At around 3 o'clock in the early morning of December 7th, 1897, a flame began to flicker in Mr. William Salter's vacated shop near the Queen's Hotel. Soon after, it would spread to the rest of Bridge Street and burn continually until being contained roughly three hours later, leaving in its wake "six business places reduced to ashes", which included the Keyes' Central Boot & Shoe Store. Listed as one of "the Losers" in that morning's Carleton Place Herald issue, George Keyes lost a total of $8,200 dollars in stock and building damage, one of the heaviest deficits reported in the whole debacle - he had just acquired $2,000 worth of boots and shoes for the upcoming Christmas season to add to his twelve years' worth of savings invested in his stock[5][6].

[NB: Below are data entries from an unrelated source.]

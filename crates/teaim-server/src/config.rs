use anyhow::Context;
use axum::http::Method;
use serde::{Deserialize, Serialize};
use std::path::Path;
use std::time::Duration;
use teaim_core::Error as CoreError;
use teaim_ingress::RateLimitConfig;
use teaim_pii::{PiiPolicy, RedactionMode};

#[derive(Debug, Clone, PartialEq, Serialize, Deserialize)]
pub struct ServerConfig {
    #[serde(default = "default_host")]
    pub host: String,

    #[serde(default = "default_port")]
    pub port: u16,

    #[serde(default)]
    pub logging: LoggingConfig,

    #[serde(default)]
    pub rate_limit: RateLimitSettings,

    #[serde(default)]
    pub pii: PiiSettings,

    #[serde(default)]
    pub limits: LimitsConfig,
}

#[derive(Debug, Clone, PartialEq, Serialize, Deserialize)]
pub struct LoggingConfig {
    #[serde(default = "default_log_level")]
    pub level: String,

    /// One JSON object per line instead of human-readable text
    #[serde(default)]
    pub json: bool,
}

#[derive(Debug, Clone, PartialEq, Serialize, Deserialize)]
pub struct RateLimitSettings {
    #[serde(default = "default_window_ms")]
    pub window_ms: u64,

    #[serde(default = "default_max_requests")]
    pub max: u32,

    #[serde(default = "default_limited_methods")]
    pub methods: Vec<String>,

    #[serde(default = "default_max_buckets")]
    pub max_buckets: usize,

    /// Background sweep of stale buckets; 0 disables it
    #[serde(default = "default_sweep_interval_secs")]
    pub sweep_interval_secs: u64,
}

#[derive(Debug, Clone, Default, PartialEq, Serialize, Deserialize)]
pub struct PiiSettings {
    #[serde(default)]
    pub mode: RedactionMode,

    #[serde(default)]
    pub allow_email_domains: Vec<String>,
}

#[derive(Debug, Clone, PartialEq, Serialize, Deserialize)]
pub struct LimitsConfig {
    #[serde(default = "default_max_body_bytes")]
    pub max_body_bytes: usize,
}

impl Default for ServerConfig {
    fn default() -> Self {
        Self {
            host: default_host(),
            port: default_port(),
            logging: LoggingConfig::default(),
            rate_limit: RateLimitSettings::default(),
            pii: PiiSettings::default(),
            limits: LimitsConfig::default(),
        }
    }
}

impl Default for LoggingConfig {
    fn default() -> Self {
        Self {
            level: default_log_level(),
            json: false,
        }
    }
}

impl Default for RateLimitSettings {
    fn default() -> Self {
        Self {
            window_ms: default_window_ms(),
            max: default_max_requests(),
            methods: default_limited_methods(),
            max_buckets: default_max_buckets(),
            sweep_interval_secs: default_sweep_interval_secs(),
        }
    }
}

impl Default for LimitsConfig {
    fn default() -> Self {
        Self {
            max_body_bytes: default_max_body_bytes(),
        }
    }
}

impl ServerConfig {
    pub fn from_file(path: impl AsRef<Path>) -> anyhow::Result<Self> {
        let path = path.as_ref();
        let contents = std::fs::read_to_string(path)
            .with_context(|| format!("Failed to read config file {}", path.display()))?;

        let config = if path.extension().and_then(|s| s.to_str()) == Some("toml") {
            toml::from_str(&contents)
                .with_context(|| format!("Invalid TOML in {}", path.display()))?
        } else {
            // Default to YAML
            serde_yaml::from_str(&contents)
                .with_context(|| format!("Invalid YAML in {}", path.display()))?
        };

        Ok(config)
    }

    /// Merge `TEAIM_*` environment variables into config (env vars take
    /// precedence). Unparseable values are skipped and reported back so they
    /// can be logged once tracing is up.
    pub fn merge_env(&mut self) -> Vec<String> {
        let mut warnings = Vec::new();

        if let Ok(val) = std::env::var("TEAIM_HOST") {
            self.host = val;
        }
        env_parse("TEAIM_PORT", &mut self.port, &mut warnings);

        if let Ok(val) = std::env::var("TEAIM_LOG_LEVEL") {
            self.logging.level = val;
        }
        env_parse("TEAIM_LOG_JSON", &mut self.logging.json, &mut warnings);

        env_parse(
            "TEAIM_RATE_LIMIT_WINDOW_MS",
            &mut self.rate_limit.window_ms,
            &mut warnings,
        );
        env_parse("TEAIM_RATE_LIMIT_MAX", &mut self.rate_limit.max, &mut warnings);
        if let Ok(val) = std::env::var("TEAIM_RATE_LIMIT_METHODS") {
            self.rate_limit.methods = split_list(&val);
        }
        env_parse(
            "TEAIM_RATE_LIMIT_MAX_BUCKETS",
            &mut self.rate_limit.max_buckets,
            &mut warnings,
        );
        env_parse(
            "TEAIM_RATE_LIMIT_SWEEP_INTERVAL_SECS",
            &mut self.rate_limit.sweep_interval_secs,
            &mut warnings,
        );

        env_parse("TEAIM_PII_MODE", &mut self.pii.mode, &mut warnings);
        if let Ok(val) = std::env::var("TEAIM_PII_ALLOW_EMAIL_DOMAINS") {
            self.pii.allow_email_domains = split_list(&val);
        }

        env_parse(
            "TEAIM_MAX_BODY_BYTES",
            &mut self.limits.max_body_bytes,
            &mut warnings,
        );

        warnings
    }

    /// Reject settings the server cannot run with
    pub fn validate(&self) -> Result<(), CoreError> {
        if self.rate_limit.window_ms == 0 {
            return Err(CoreError::ConfigValidation(
                "rate_limit.window_ms must be greater than 0".to_string(),
            ));
        }
        if self.rate_limit.max == 0 {
            return Err(CoreError::ConfigValidation(
                "rate_limit.max must be greater than 0".to_string(),
            ));
        }
        if self.rate_limit.max_buckets == 0 {
            return Err(CoreError::ConfigValidation(
                "rate_limit.max_buckets must be greater than 0".to_string(),
            ));
        }
        if self.limits.max_body_bytes == 0 {
            return Err(CoreError::ConfigValidation(
                "limits.max_body_bytes must be greater than 0".to_string(),
            ));
        }
        self.rate_limit_methods()?;
        Ok(())
    }

    fn rate_limit_methods(&self) -> Result<Vec<Method>, CoreError> {
        self.rate_limit
            .methods
            .iter()
            .map(|m| {
                Method::from_bytes(m.trim().to_uppercase().as_bytes()).map_err(|_| {
                    CoreError::ConfigValidation(format!("invalid HTTP method '{}'", m))
                })
            })
            .collect()
    }

    pub fn rate_limit_config(&self) -> Result<RateLimitConfig, CoreError> {
        Ok(RateLimitConfig {
            window: Duration::from_millis(self.rate_limit.window_ms),
            max: self.rate_limit.max,
            methods: self.rate_limit_methods()?,
            max_buckets: self.rate_limit.max_buckets,
        })
    }

    /// Policy applied when a request does not bring its own
    pub fn pii_policy(&self) -> PiiPolicy {
        PiiPolicy {
            mode: self.pii.mode,
            allow_email_domains: self.pii.allow_email_domains.clone(),
        }
    }
}

fn env_parse<T: std::str::FromStr>(key: &str, target: &mut T, warnings: &mut Vec<String>) {
    if let Ok(val) = std::env::var(key) {
        match val.trim().parse::<T>() {
            Ok(parsed) => *target = parsed,
            Err(_) => warnings.push(format!("Ignoring invalid {} '{}'", key, val)),
        }
    }
}

fn split_list(val: &str) -> Vec<String> {
    val.split(',')
        .map(str::trim)
        .filter(|s| !s.is_empty())
        .map(str::to_string)
        .collect()
}

fn default_host() -> String {
    "127.0.0.1".to_string()
}

fn default_port() -> u16 {
    3000
}

fn default_log_level() -> String {
    "info".to_string()
}

fn default_window_ms() -> u64 {
    60_000
}

fn default_max_requests() -> u32 {
    120
}

fn default_limited_methods() -> Vec<String> {
    ["POST", "PUT", "PATCH", "DELETE"]
        .iter()
        .map(|m| m.to_string())
        .collect()
}

fn default_max_buckets() -> usize {
    10_000
}

fn default_sweep_interval_secs() -> u64 {
    60
}

fn default_max_body_bytes() -> usize {
    1024 * 1024
}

Nonetheless, he managed to keep a lofty spirit, continuing to sell his remaining stock at reduced prices in rented spaces from other generous storeowners while his new store was coming into fruition... 
 
[1] Dubois, Julia and Jennifer Irwin. Heritage Evaluation Form - 107-109 Bridge Street. Carleton Place Municipal Heritage Committee, August 2006, 178. 
[2] Robb, J.A. The Leather Boot and Shoe Industry in Canada, 1921, Ottawa: Canada Dominion Bureau of Statistics, 1923, 4. http://publications.gc.ca/collections/collection_2017/statcan/33-203/CS33-203-1921-eng.pdf
[3]Carleton Place Herald. May 12, 1896, 4. 
[4] Carr, Angela. "New Building Technology in Canada's Late Nineteenth-Century Department Stores: Handmaidens of Monopoly Capitalism." Journal of the Society for the Study of Architecture in Canada 23, no. 4 (1998): 124. 
[5] 'Big Fire at Carleton Place' Carleton Place Herald. December 7, 1897.
[6] 'The Great Fire of 1897' Carleton Place Herald. accessed via Carleton Place and Beckwith Museum, Microsoft Teams.